**Your goal**
Find every line below with the word "level" in it, and copy each one.

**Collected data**
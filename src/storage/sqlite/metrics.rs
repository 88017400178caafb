//! Store operation metrics.

use std::time::Instant;

/// Records one completed store operation.
///
/// Emits `kvtree_operations_total` (counter) and
/// `kvtree_operation_duration_ms` (histogram), both labelled with the
/// operation name and `"success"` or `"error"`. Without an installed recorder
/// these are no-ops.
pub fn record_operation_metrics(operation: &'static str, start: Instant, status: &'static str) {
    metrics::counter!(
        "kvtree_operations_total",
        "operation" => operation,
        "status" => status
    )
    .increment(1);
    metrics::histogram!(
        "kvtree_operation_duration_ms",
        "operation" => operation,
        "status" => status
    )
    .record(start.elapsed().as_secs_f64() * 1000.0);
}
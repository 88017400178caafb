//! # kvtree
//!
//! An embedded, hierarchical key-value store persisted in a single `SQLite` file.
//!
//! Keys are slash-delimited paths. Every path names an [`Entry`] that is either a
//! value (a leaf holding an opaque string) or a container holding named children.
//! The tree is mapped onto one relational table; ancestors are materialized
//! eagerly and deletes cascade through the whole subtree.
//!
//! ## Features
//!
//! - Single-file storage, created and versioned on first open
//! - Transactional mutations serialized by a per-handle guard
//! - Breadth-first reads and traversal with a depth limit
//! - Bulk tree import with force and merge semantics
//! - Per-path pre/post set hooks, with optional asynchronous post hooks
//! - JSON export and import of whole subtrees
//!
//! ## Example
//!
//! ```rust,no_run
//! use kvtree::Store;
//!
//! let (store, _created) = Store::open("./settings.db")?;
//! store.set("network/eth0/address", "10.0.0.2")?;
//! assert_eq!(store.get("/network//eth0/address/")?, "10.0.0.2");
//!
//! let entry = store.get_entry_depth("network", 1)?;
//! assert!(entry.children.contains_key("eth0"));
//! # Ok::<(), kvtree::Error>(())
//! ```

#![deny(clippy::all)]
#![warn(clippy::pedantic)]
#![warn(clippy::nursery)]
#![warn(missing_docs)]
#![forbid(unsafe_code)]
#![allow(clippy::multiple_crate_versions)]

use thiserror::Error as ThisError;

pub mod config;
pub mod convert;
pub mod hooks;
pub mod io;
pub mod models;
pub mod observability;
pub mod path;
pub mod storage;
pub mod store;

pub use config::{LogFormat, LoggingSettings, StoreConfig};
pub use convert::Stringable;
pub use hooks::{HookDispatch, HookGate, HookRegistry, NoopHooks};
pub use models::Entry;
pub use store::Store;

/// Error type for kvtree operations.
///
/// # Error Variant Triggers
///
/// | Variant | Raised When |
/// |---------|-------------|
/// | `PathInvalid` | Root mutation, empty path, value/container conflict without force |
/// | `PathNotFound` | No entry exists at the queried path |
/// | `PathIsNotAValue` | A value-only operation hits a container |
/// | `SchemaMismatch` | The file's schema version differs from the supported one |
/// | `StorageFailure` | `SQLite` errors: open, query, constraint, I/O |
/// | `HookRejected` | A pre-set hook vetoed a write |
/// | `OperationFailed` | Process-level setup outside storage, such as installing the log subscriber |
/// | `InvalidInput` | Malformed JSON import, unreadable config, empty value where one is required |
/// | `Conversion` | A stored string cannot be parsed into the requested type |
#[derive(Debug, ThisError)]
pub enum Error {
    /// The operation is structurally illegal for the given path.
    #[error("invalid path: '{0}'")]
    PathInvalid(String),

    /// No entry exists at the path.
    #[error("path not found: '{0}'")]
    PathNotFound(String),

    /// The entry at the path is a container, not a value.
    #[error("path is not a value: '{0}'")]
    PathIsNotAValue(String),

    /// The on-disk schema version is not the one this build supports.
    ///
    /// Older files must be brought forward with [`Store::migrate`]; newer
    /// files cannot be opened at all.
    #[error("schema version mismatch: found {found}, supported {supported}")]
    SchemaMismatch {
        /// Version stamped in the database file.
        found: u32,
        /// Version this build reads and writes.
        supported: u32,
    },

    /// The underlying storage engine failed.
    #[error("storage operation '{operation}' failed: {cause}")]
    StorageFailure {
        /// The operation that failed.
        operation: String,
        /// The underlying cause.
        cause: String,
    },

    /// A pre-set hook refused the write.
    #[error("pre-set hook rejected write to '{path}': {cause}")]
    HookRejected {
        /// Path of the rejected write.
        path: String,
        /// Error reported by the hook.
        cause: String,
    },

    /// A non-storage operation failed.
    #[error("operation '{operation}' failed: {cause}")]
    OperationFailed {
        /// The operation that failed.
        operation: String,
        /// The underlying cause.
        cause: String,
    },

    /// Invalid input was provided.
    #[error("invalid input: {0}")]
    InvalidInput(String),

    /// A stored value could not be converted to the requested type.
    #[error("cannot convert '{value}' to {target}")]
    Conversion {
        /// The stored string.
        value: String,
        /// Name of the requested type.
        target: &'static str,
    },
}

/// Coarse classification of [`Error`] variants.
#[derive(Debug, Clone, Copy, PartialEq, Eq, Hash)]
pub enum ErrorKind {
    /// See [`Error::PathInvalid`].
    PathInvalid,
    /// See [`Error::PathNotFound`].
    PathNotFound,
    /// See [`Error::PathIsNotAValue`].
    PathIsNotAValue,
    /// See [`Error::SchemaMismatch`].
    SchemaMismatch,
    /// See [`Error::StorageFailure`].
    StorageFailure,
    /// See [`Error::HookRejected`].
    HookRejected,
    /// See [`Error::OperationFailed`].
    OperationFailed,
    /// See [`Error::InvalidInput`] and [`Error::Conversion`].
    InvalidInput,
}

impl ErrorKind {
    /// Distinct nonzero process exit status for this kind.
    #[must_use]
    pub const fn exit_code(self) -> u8 {
        match self {
            Self::InvalidInput => 2,
            Self::PathInvalid => 3,
            Self::PathNotFound => 4,
            Self::PathIsNotAValue => 5,
            Self::SchemaMismatch => 6,
            Self::HookRejected => 7,
            Self::StorageFailure => 8,
            Self::OperationFailed => 9,
        }
    }
}

impl Error {
    /// Returns the kind of this error.
    #[must_use]
    pub const fn kind(&self) -> ErrorKind {
        match self {
            Self::PathInvalid(_) => ErrorKind::PathInvalid,
            Self::PathNotFound(_) => ErrorKind::PathNotFound,
            Self::PathIsNotAValue(_) => ErrorKind::PathIsNotAValue,
            Self::SchemaMismatch { .. } => ErrorKind::SchemaMismatch,
            Self::StorageFailure { .. } => ErrorKind::StorageFailure,
            Self::HookRejected { .. } => ErrorKind::HookRejected,
            Self::OperationFailed { .. } => ErrorKind::OperationFailed,
            Self::InvalidInput(_) | Self::Conversion { .. } => ErrorKind::InvalidInput,
        }
    }

    /// Wraps a storage engine error with the name of the failing operation.
    pub(crate) fn storage(operation: &str, cause: impl std::fmt::Display) -> Self {
        Self::StorageFailure {
            operation: operation.to_string(),
            cause: cause.to_string(),
        }
    }
}

/// Result type alias for kvtree operations.
pub type Result<T> = std::result::Result<T, Error>;

#[cfg(test)]
mod tests {
    use super::*;

    #[test]
    fn test_error_display() {
        let err = Error::PathNotFound("a/b".to_string());
        assert_eq!(err.to_string(), "path not found: 'a/b'");

        let err = Error::SchemaMismatch {
            found: 0,
            supported: 1,
        };
        assert_eq!(
            err.to_string(),
            "schema version mismatch: found 0, supported 1"
        );

        let err = Error::storage("insert_entry", "disk I/O error");
        assert_eq!(
            err.to_string(),
            "storage operation 'insert_entry' failed: disk I/O error"
        );
    }

    #[test]
    fn test_exit_codes_are_distinct_and_nonzero() {
        let kinds = [
            ErrorKind::PathInvalid,
            ErrorKind::PathNotFound,
            ErrorKind::PathIsNotAValue,
            ErrorKind::SchemaMismatch,
            ErrorKind::StorageFailure,
            ErrorKind::HookRejected,
            ErrorKind::OperationFailed,
            ErrorKind::InvalidInput,
        ];
        let mut codes: Vec<u8> = kinds.iter().map(|k| k.exit_code()).collect();
        assert!(codes.iter().all(|c| *c != 0));
        codes.sort_unstable();
        codes.dedup();
        assert_eq!(codes.len(), kinds.len());
    }

    #[test]
    fn test_conversion_maps_to_invalid_input() {
        let err = Error::Conversion {
            value: "abc".to_string(),
            target: "u32",
        };
        assert_eq!(err.kind(), ErrorKind::InvalidInput);
    }
}
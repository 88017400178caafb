//! Slash-delimited path handling.
//!
//! Paths are sequences of non-empty segments joined by `/`. Leading, trailing
//! and repeated separators carry no meaning, so `"/a//b/"` and `"a/b"` name the
//! same entry. The root is the empty path.
//!
//! Nothing here fails: malformed input degrades to its normalized form.

/// Path separator.
pub const SEPARATOR: char = '/';

/// Splits a path into its non-empty segments.
///
/// # Examples
///
/// ```rust
/// use kvtree::path::split;
///
/// assert_eq!(split("/a//b/"), vec!["a", "b"]);
/// assert!(split("///").is_empty());
/// ```
#[must_use]
pub fn split(path: &str) -> Vec<&str> {
    path.split(SEPARATOR).filter(|s| !s.is_empty()).collect()
}

/// Joins segments with single separators, trimming stray separators from each.
///
/// Segments that are empty after trimming are dropped.
#[must_use]
pub fn join<S: AsRef<str>>(segments: &[S]) -> String {
    let mut out = String::new();
    for segment in segments {
        for part in split(segment.as_ref()) {
            if !out.is_empty() {
                out.push(SEPARATOR);
            }
            out.push_str(part);
        }
    }
    out
}

/// Returns the canonical form of a path.
///
/// Idempotent: `normalize(&normalize(p)) == normalize(p)`.
///
/// # Examples
///
/// ```rust
/// use kvtree::path::normalize;
///
/// assert_eq!(normalize("//a/b///c/"), "a/b/c");
/// assert_eq!(normalize("/"), "");
/// ```
#[must_use]
pub fn normalize(path: &str) -> String {
    join(&split(path))
}

/// Returns the normalized parent path. The parent of a top-level entry and of
/// the root is the root.
#[must_use]
pub fn parent(path: &str) -> String {
    let segments = split(path);
    match segments.split_last() {
        Some((_, init)) => join(init),
        None => String::new(),
    }
}

/// Returns the last segment, or the empty string for the root.
#[must_use]
pub fn leaf_name(path: &str) -> &str {
    split(path).last().copied().unwrap_or("")
}

/// Appends a child segment to an already normalized parent path.
pub(crate) fn child(parent: &str, name: &str) -> String {
    if parent.is_empty() {
        name.to_string()
    } else {
        format!("{parent}{SEPARATOR}{name}")
    }
}

/// Returns true if the path names the root.
#[must_use]
pub fn is_root(path: &str) -> bool {
    split(path).is_empty()
}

**Reply**
/// | `OperationFailed` | Process-level setup outside storage, such as installing the log subscriber |
/// Returns the normalized parent path. The parent of a top-level entry and of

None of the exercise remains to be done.